Connor’s mom Karen recently shared her son’s diagnosis story with CNNH after years of fighting and advocating for him. Her video hit close to home and made me cry, you can watch that video here. I was so touched by their story that I wanted to share it with my readers and help continue to raise awareness!

Connor’s journey

My first born, Connor, wasn’t like the other toddlers in his daycare. He didn’t respond to consequences, wouldn’t follow instructions and was aggressive towards peers. When the behaviors began getting worse, and parents started to complain, we were asked to start sending him to another daycare right before his 3rd birthday.

I talked to his pediatrician about the situation and I was dismissed with a casual, “boys will be boys” response. The next daycare tried as best as they could but still the behaviors persisted and kept gradually getting worse. This care center referred us to the Intermediate Unit for our county, which then led us to “Wrap-Around” services.

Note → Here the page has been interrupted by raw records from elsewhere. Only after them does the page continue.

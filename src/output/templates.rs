// Template engine for entry fragments, navigation bars and whole pages

use crate::error::Result;
use crate::model::{Entry, QualifiedString};
use crate::output::params::{ExportParams, ALL_WORDS_FILE};
use crate::output::partition::{page_file_name, page_stem};
use serde::Serialize;
use std::collections::HashMap;
use std::path::Path;
use tera::{Context, Tera, Value};

const PAGE_TEMPLATE: &str = "page.html";
const ENTRY_TEMPLATE: &str = "entry.html";
const NAVBAR_TEMPLATE: &str = "navbar.html";

/// Template sources used to build a [`TemplateEngine`]
#[derive(Debug, Clone, PartialEq, Eq)]
pub struct Templates {
    pub page: String,
    pub entry: String,
    pub navbar: String,
}

impl Default for Templates {
    fn default() -> Self {
        Self {
            page: include_str!("../../templates/page.html.tera").to_string(),
            entry: include_str!("../../templates/entry.html.tera").to_string(),
            navbar: include_str!("../../templates/navbar.html.tera").to_string(),
        }
    }
}

impl Templates {
    /// Load `page.html.tera`, `entry.html.tera` and `navbar.html.tera` from a
    /// theme directory. Files the theme does not provide keep the built-in
    /// template.
    pub fn from_dir(dir: &Path) -> Result<Self> {
        let mut templates = Self::default();
        let slots = [
            ("page.html.tera", &mut templates.page),
            ("entry.html.tera", &mut templates.entry),
            ("navbar.html.tera", &mut templates.navbar),
        ];
        for (name, slot) in slots {
            let path = dir.join(name);
            if path.exists() {
                *slot = std::fs::read_to_string(&path)?;
                tracing::debug!(template = %path.display(), "loaded theme template");
            }
        }
        Ok(templates)
    }
}

/// Template engine wrapping Tera with the lexicon templates.
///
/// Templates are fixed at construction; rendering never mutates the engine.
pub struct TemplateEngine {
    tera: Tera,
}

impl TemplateEngine {
    /// Create a template engine with the built-in templates
    pub fn new() -> Result<Self> {
        Self::with_templates(&Templates::default())
    }

    /// Create a template engine from explicit template sources
    pub fn with_templates(templates: &Templates) -> Result<Self> {
        let mut tera = Tera::default();

        tera.add_raw_templates(vec![
            (PAGE_TEMPLATE, templates.page.as_str()),
            (ENTRY_TEMPLATE, templates.entry.as_str()),
            (NAVBAR_TEMPLATE, templates.navbar.as_str()),
        ])?;

        tera.register_filter("pluralize", pluralize);

        Ok(Self { tera })
    }

    /// Create a template engine from a theme directory
    pub fn from_dir(dir: &Path) -> Result<Self> {
        Self::with_templates(&Templates::from_dir(dir)?)
    }

    /// Render one entry as an HTML fragment
    pub fn render_entry(&self, entry: &Entry) -> Result<String> {
        let mut context = Context::new();
        context.insert("entry", &EntryContext::from(entry));

        Ok(self.tera.render(ENTRY_TEMPLATE, &context)?)
    }

    /// Render a list of entries, keeping their order
    pub fn render_entries(&self, entries: &[&Entry]) -> Result<Vec<String>> {
        entries.iter().map(|e| self.render_entry(e)).collect()
    }

    /// Render the navigation bar linking every group key
    pub fn render_navbar<'k, I>(&self, keys: I) -> Result<String>
    where
        I: IntoIterator<Item = &'k str>,
    {
        let letters: Vec<NavLetter> = keys
            .into_iter()
            .map(|key| NavLetter {
                key,
                stem: page_stem(key),
                file: page_file_name(key),
            })
            .collect();

        let mut context = Context::new();
        context.insert("letters", &letters);
        context.insert("all_words_file", ALL_WORDS_FILE);

        Ok(self.tera.render(NAVBAR_TEMPLATE, &context)?)
    }

    /// Render a complete HTML document from export parameters
    pub fn render_page(&self, params: &ExportParams) -> Result<String> {
        let context = Context::from_serialize(params.to_template_params())?;
        Ok(self.tera.render(PAGE_TEMPLATE, &context)?)
    }
}

/// Template view of an entry with every field present
#[derive(Debug, Serialize)]
struct EntryContext<'e> {
    word: &'e str,
    part_of_speech: &'e str,
    pronunciations: Vec<QualifiedContext<'e>>,
    definitions: Vec<QualifiedContext<'e>>,
    usage_notes: &'e [String],
    etymology: &'e str,
    borrowed_word: &'e str,
}

impl<'e> From<&'e Entry> for EntryContext<'e> {
    fn from(entry: &'e Entry) -> Self {
        Self {
            word: &entry.word,
            part_of_speech: &entry.part_of_speech,
            pronunciations: entry.pronunciations.iter().map(QualifiedContext::from).collect(),
            definitions: entry.definitions.iter().map(QualifiedContext::from).collect(),
            usage_notes: &entry.usage_notes,
            etymology: &entry.etymology,
            borrowed_word: &entry.borrowed_word,
        }
    }
}

/// Qualified value with the qualifier list always present
#[derive(Debug, Serialize)]
struct QualifiedContext<'e> {
    qualifiers: &'e [String],
    text: &'e str,
}

impl<'e> From<&'e QualifiedString> for QualifiedContext<'e> {
    fn from(value: &'e QualifiedString) -> Self {
        Self {
            qualifiers: &value.qualifiers,
            text: &value.text,
        }
    }
}

/// One navbar link
#[derive(Debug, Serialize)]
struct NavLetter<'k> {
    key: &'k str,
    stem: String,
    file: String,
}

/// Pluralize a word based on count
fn pluralize(value: &Value, args: &HashMap<String, Value>) -> tera::Result<Value> {
    let count = value.as_u64().unwrap_or(0);
    let singular = args
        .get("singular")
        .and_then(|v| v.as_str())
        .unwrap_or("item");
    let default_plural = format!("{}s", singular);
    let plural = args
        .get("plural")
        .and_then(|v| v.as_str())
        .unwrap_or(&default_plural);

    if count == 1 {
        Ok(Value::String(format!("{} {}", count, singular)))
    } else {
        Ok(Value::String(format!("{} {}", count, plural)))
    }
}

We filled out what felt like a million questionnaires, and eventually received the “early-intervention” services Connor had qualified for based upon a “Social-Emotional Delay.” The issues didn’t stop though and all of the people who had been working with him had no ideas.

“You’ll be waiting awhile…”

By 4 years old I was hounding his pediatrician, showing him all the paperwork which was met with staunch rebuttal that these facilities are too sensitive and their need to document “every little thing” has nothing to do with any medical condition. At this point I was shaking the reports in the doctor’s face…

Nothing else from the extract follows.